Aunque los fans más acérrimos de la trilogía de Tolkien estén descontentos, por ejemplo, con la ausencia de Tom Bombadil, las adaptaciones al cine han sido capaces de captar la epicidad del viaje de Frodo, la lucha entre el bien y el mal y la complejidad del mundo fantástico de este lingüista anglosajón. Cuentan con un gran reparto y, sobre todo, con una producción y unos efectos especiales tan épicos como las historias que narra.

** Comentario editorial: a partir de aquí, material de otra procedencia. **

//! Builtin probes
//!
//! A small set of measurement sources the daemon ships with so it is usable
//! without external probe crates: wall-clock and monotonic time, plus two
//! trivial sources (`constant`, `counter`) that mostly earn their keep in
//! integration tests and smoke checks.

use super::{Probe, ProbeRegistry};
use anyhow::{Context, Result};
use periscope_shared::{DeferredCall, Value};
use std::time::{Instant, SystemTime, UNIX_EPOCH};

/// Register the builtin probe set under their well-known names.
pub fn register_builtins(registry: &mut ProbeRegistry) {
    registry.register("timestamp", |call| {
        reject_args("timestamp", call)?;
        Ok(Box::new(TimestampProbe) as Box<dyn Probe>)
    });
    registry.register("monotonic_ns", |call| {
        reject_args("monotonic_ns", call)?;
        Ok(Box::new(MonotonicProbe {
            origin: Instant::now(),
        }) as Box<dyn Probe>)
    });
    registry.register("constant", |call| {
        let value = call
            .kwarg("value")
            .context("constant requires a `value` keyword argument")?
            .clone();
        Ok(Box::new(ConstantProbe { value }) as Box<dyn Probe>)
    });
    registry.register("counter", |call| {
        let start = match call.args.first() {
            Some(v) => v
                .as_int()
                .context("counter start must be an integer")?,
            None => 0,
        };
        let step = match call.kwarg("step") {
            Some(v) => v.as_int().context("counter step must be an integer")?,
            None => 1,
        };
        Ok(Box::new(CounterProbe { next: start, step }) as Box<dyn Probe>)
    });
}

fn reject_args(name: &str, call: &DeferredCall) -> Result<()> {
    if !call.args.is_empty() || !call.kwargs.is_empty() {
        anyhow::bail!("{} takes no arguments", name);
    }
    Ok(())
}

/// Wall-clock microseconds since the Unix epoch.
#[derive(Debug)]
struct TimestampProbe;

impl Probe for TimestampProbe {
    fn measure(&mut self) -> Result<Value> {
        let micros = SystemTime::now()
            .duration_since(UNIX_EPOCH)
            .context("system clock before Unix epoch")?
            .as_micros() as i64;
        Ok(Value::Int(micros))
    }
}

/// Nanoseconds since this probe was constructed (session-relative origin).
#[derive(Debug)]
struct MonotonicProbe {
    origin: Instant,
}

impl Probe for MonotonicProbe {
    fn measure(&mut self) -> Result<Value> {
        Ok(Value::Int(self.origin.elapsed().as_nanos() as i64))
    }
}

#[derive(Debug)]
struct ConstantProbe {
    value: Value,
}

impl Probe for ConstantProbe {
    fn measure(&mut self) -> Result<Value> {
        Ok(self.value.clone())
    }
}

#[derive(Debug)]
struct CounterProbe {
    next: i64,
    step: i64,
}

impl Probe for CounterProbe {
    fn measure(&mut self) -> Result<Value> {
        let current = self.next;
        self.next = self.next.wrapping_add(self.step);
        Ok(Value::Int(current))
    }
}
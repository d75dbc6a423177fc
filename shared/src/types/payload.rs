//! Server payload: everything the daemon needs to run one sampling session

use crate::types::spec::MeasurementSpec;
use serde::{Deserialize, Serialize};
use std::time::Duration;

/// The sampling request a client pushes ahead of `start`.
///
/// Immutable; travels the wire as one serialized blob.
#[derive(Debug, Clone, PartialEq, Serialize, Deserialize)]
pub struct ServerPayload {
    /// Delay between consecutive measurement ticks.
    pub sample_period: Duration,
    /// What to measure each tick.
    pub spec: MeasurementSpec,
}

impl ServerPayload {
    pub fn new(sample_period: Duration, spec: MeasurementSpec) -> Self {
        Self {
            sample_period,
            spec,
        }
    }
}
//! Sampling engine
//!
//! Runs the timed measurement loop for one session, concurrently with a stop
//! watcher reading lines from the same connection. The two tasks share one
//! completion flag: the watcher sets it, the sample loop checks it only after
//! finishing the in-flight tick, so worst-case shutdown latency is one full
//! sample period plus one measurement round. The first tick lands one full
//! period after start; sampling is periodic, not clock-aligned.

use crate::probe::MaterializedSpec;
use anyhow::Result;
use periscope_shared::protocol::Command;
use periscope_shared::{Tick, Trace};
use std::sync::atomic::{AtomicBool, Ordering};
use std::sync::Arc;
use std::time::{Duration, Instant};
use tokio::io::{AsyncBufRead, AsyncBufReadExt};
use tracing::{debug, warn};

/// Why the sampling loop stopped. On a clean `stop` the watcher hands the
/// buffered reader back so the session can resume command processing.
pub enum StopCause<R> {
    StopCommand(R),
    Disconnected,
}

/// Run one sampling session to completion.
///
/// Returns the finalized trace (ticks strictly ordered by index) and what
/// ended the session. There is no timeout: a peer that never sends `stop`
/// keeps the session running indefinitely.
pub async fn run_session<R>(
    reader: R,
    materialized: &mut MaterializedSpec,
    period: Duration,
) -> Result<(Trace, StopCause<R>)>
where
    R: AsyncBufRead + Unpin + Send + 'static,
{
    let stop_flag = Arc::new(AtomicBool::new(false));
    let watcher = tokio::spawn(watch_for_stop(reader, stop_flag.clone()));

    let started = Instant::now();
    let mut trace = Trace::new();
    let mut index = 0u64;

    loop {
        tokio::time::sleep(period).await;

        let samples = match materialized.snapshot() {
            Ok(samples) => samples,
            Err(e) => {
                watcher.abort();
                let _ = watcher.await;
                return Err(e);
            }
        };
        trace.ticks.push(Tick {
            index,
            elapsed_us: started.elapsed().as_micros() as u64,
            samples,
        });
        index += 1;

        // stop is honored only at tick boundaries
        if stop_flag.load(Ordering::SeqCst) {
            break;
        }
    }

    debug!(ticks = trace.len(), "sampling loop finished");

    let cause = match watcher.await {
        Ok(cause) => cause,
        Err(e) => {
            warn!("stop watcher task failed: {}", e);
            StopCause::Disconnected
        }
    };
    Ok((trace, cause))
}

/// Read lines until `stop` or the stream ends, then raise the flag. Any other
/// line during a session is unhandled; log it and keep watching.
async fn watch_for_stop<R>(mut reader: R, stop_flag: Arc<AtomicBool>) -> StopCause<R>
where
    R: AsyncBufRead + Unpin,
{
    let mut line = String::new();
    loop {
        line.clear();
        match reader.read_line(&mut line).await {
            Ok(0) => {
                debug!("peer closed connection during sampling session");
                stop_flag.store(true, Ordering::SeqCst);
                return StopCause::Disconnected;
            }
            Ok(_) => match Command::parse(&line) {
                Some(Command::Stop) => {
                    stop_flag.store(true, Ordering::SeqCst);
                    return StopCause::StopCommand(reader);
                }
                _ => warn!(
                    line = periscope_shared::protocol::strip_line_ending(&line),
                    "unhandled line during sampling session"
                ),
            },
            Err(e) => {
                debug!("read failed during sampling session: {}", e);
                stop_flag.store(true, Ordering::SeqCst);
                return StopCause::Disconnected;
            }
        }
    }
}

#[cfg(test)]
mod tests {
    use super::*;
    use crate::probe::ProbeRegistry;
    use periscope_shared::MeasurementSpec;
    use tokio::io::{AsyncWriteExt, BufReader};

    fn counter_spec() -> MaterializedSpec {
        let registry = ProbeRegistry::with_builtins();
        let spec = MeasurementSpec::builder()
            .deferred("c", "counter", vec![], vec![])
            .build()
            .unwrap();
        registry.materialize(&spec).unwrap()
    }

    #[tokio::test]
    async fn test_stop_mid_sleep_still_completes_the_tick() {
        let (mut client, server) = tokio::io::duplex(256);
        let mut materialized = counter_spec();

        // stop arrives well before the first tick completes
        client.write_all(b"stop\n").await.unwrap();

        let (trace, cause) = run_session(
            BufReader::new(server),
            &mut materialized,
            Duration::from_millis(30),
        )
        .await
        .unwrap();

        assert!(matches!(cause, StopCause::StopCommand(_)));
        assert!((1..=2).contains(&trace.len()), "got {} ticks", trace.len());
        assert_eq!(trace.ticks[0].index, 0);
    }

    #[tokio::test]
    async fn test_ticks_are_ordered_and_periodic() {
        let (mut client, server) = tokio::io::duplex(256);
        let mut materialized = counter_spec();
        let period = Duration::from_millis(20);

        let stopper = tokio::spawn(async move {
            tokio::time::sleep(Duration::from_millis(110)).await;
            client.write_all(b"stop\n").await.unwrap();
            client
        });

        let (trace, cause) = run_session(BufReader::new(server), &mut materialized, period)
            .await
            .unwrap();
        let _ = stopper.await.unwrap();

        assert!(matches!(cause, StopCause::StopCommand(_)));
        assert!(trace.len() >= 3, "expected several ticks, got {}", trace.len());

        for (i, window) in trace.ticks.windows(2).enumerate() {
            assert_eq!(window[1].index, window[0].index + 1);
            let gap = window[1].elapsed_us - window[0].elapsed_us;
            assert!(
                gap >= 15_000,
                "tick {} followed after only {}us",
                i + 1,
                gap
            );
        }
    }

    #[tokio::test]
    async fn test_unhandled_lines_are_tolerated() {
        let (mut client, server) = tokio::io::duplex(256);
        let mut materialized = counter_spec();

        client.write_all(b"ping\nnonsense\nstop\n").await.unwrap();

        let (trace, cause) = run_session(
            BufReader::new(server),
            &mut materialized,
            Duration::from_millis(10),
        )
        .await
        .unwrap();

        assert!(matches!(cause, StopCause::StopCommand(_)));
        assert!(!trace.is_empty());
    }

    #[tokio::test]
    async fn test_disconnect_ends_the_session() {
        let (client, server) = tokio::io::duplex(256);
        let mut materialized = counter_spec();

        drop(client);

        let (trace, cause) = run_session(
            BufReader::new(server),
            &mut materialized,
            Duration::from_millis(10),
        )
        .await
        .unwrap();

        assert!(matches!(cause, StopCause::Disconnected));
        assert!(!trace.is_empty());
    }
}
//! Wire-safe measurement values
//!
//! Samples and deferred-call arguments travel as `Value`, a small
//! self-contained type that bincode can encode positionally. Maps are ordered
//! pair lists, not sorted maps: entry order is the reporting order and must
//! survive a round trip.

use serde::{Deserialize, Serialize};

/// A single measurement value or call argument.
#[derive(Debug, Clone, PartialEq, Serialize, Deserialize)]
pub enum Value {
    Null,
    Bool(bool),
    Int(i64),
    Float(f64),
    Str(String),
    List(Vec<Value>),
    /// Ordered name/value pairs (insertion order preserved).
    Map(Vec<(String, Value)>),
}

impl Value {
    /// Convert to a `serde_json::Value` for human-readable export.
    pub fn to_json(&self) -> serde_json::Value {
        match self {
            Value::Null => serde_json::Value::Null,
            Value::Bool(b) => serde_json::Value::Bool(*b),
            Value::Int(n) => serde_json::Value::Number((*n).into()),
            Value::Float(f) => serde_json::Number::from_f64(*f)
                .map(serde_json::Value::Number)
                .unwrap_or(serde_json::Value::Null),
            Value::Str(s) => serde_json::Value::String(s.clone()),
            Value::List(items) => {
                serde_json::Value::Array(items.iter().map(Value::to_json).collect())
            }
            Value::Map(entries) => serde_json::Value::Object(
                entries
                    .iter()
                    .map(|(k, v)| (k.clone(), v.to_json()))
                    .collect(),
            ),
        }
    }

    pub fn as_int(&self) -> Option<i64> {
        match self {
            Value::Int(n) => Some(*n),
            _ => None,
        }
    }

    pub fn as_float(&self) -> Option<f64> {
        match self {
            Value::Float(f) => Some(*f),
            Value::Int(n) => Some(*n as f64),
            _ => None,
        }
    }

    pub fn as_str(&self) -> Option<&str> {
        match self {
            Value::Str(s) => Some(s),
            _ => None,
        }
    }
}

impl From<()> for Value {
    fn from(_: ()) -> Self {
        Value::Null
    }
}

impl From<bool> for Value {
    fn from(b: bool) -> Self {
        Value::Bool(b)
    }
}

impl From<i64> for Value {
    fn from(n: i64) -> Self {
        Value::Int(n)
    }
}

impl From<i32> for Value {
    fn from(n: i32) -> Self {
        Value::Int(n as i64)
    }
}

impl From<u64> for Value {
    fn from(n: u64) -> Self {
        Value::Int(n as i64)
    }
}

impl From<f64> for Value {
    fn from(f: f64) -> Self {
        Value::Float(f)
    }
}

impl From<&str> for Value {
    fn from(s: &str) -> Self {
        Value::Str(s.to_string())
    }
}

impl From<String> for Value {
    fn from(s: String) -> Self {
        Value::Str(s)
    }
}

5. El silencio de los corderos

La trilogía de Thomas Harris es, sin duda, muy interesante y perturbadora, pero Hannibal Lecter no estaría en el imaginario colectivo de no ser por Anthony Hopkins, que fue capaz de hacer mella en nuestras mentes con tan sólo 15 minutos de aparición en pantalla. Jodie Foster está también a la altura en esta recreación cinematográfica de un caníbal sibarita tan aterrador como elegante.


6. Expiación

El texto de McEwan es perfecto, tanto en su argumento como en su forma. Es una relato fragmentado que hace hincapié en cómo los personajes perciben los detalles. El director de la película, Joe Wright, fue capaz de transformar en imagen toda esa sensibilidad en una cinta cuidada al detalle: la fotografía, la música, los planos secuencia y la elección de los actores son aciertos de principio a fin. Además, la adaptación queda redondeada con apariciones estelares de grandes intérpretes como Benedict Cumberbatch y Alfie Allen, Theon Greyjoy en Juego de Tronos.


7. Los santos inocentes

La novela de Delibes capta a la perfección la división de clases de la España profunda del franquismo y cómo la incultura es una forma de mantener oprimidos a los criados del un cortijo. Pero, una vez más, el trabajo actoral hace que la película tenga entidad propia. Mario Camus dirigió a Francisco Rabal y a Alfredo Landa en dos papeles demenciales. El primero interpreta a un deficiente psíquico cuya prioridad en la vida es su 'milana bonita', una juguetona grajilla, y Alfredo Landa es capaz de parecer un perro más del señorito en la mítica escena de caza. Una obra maestra.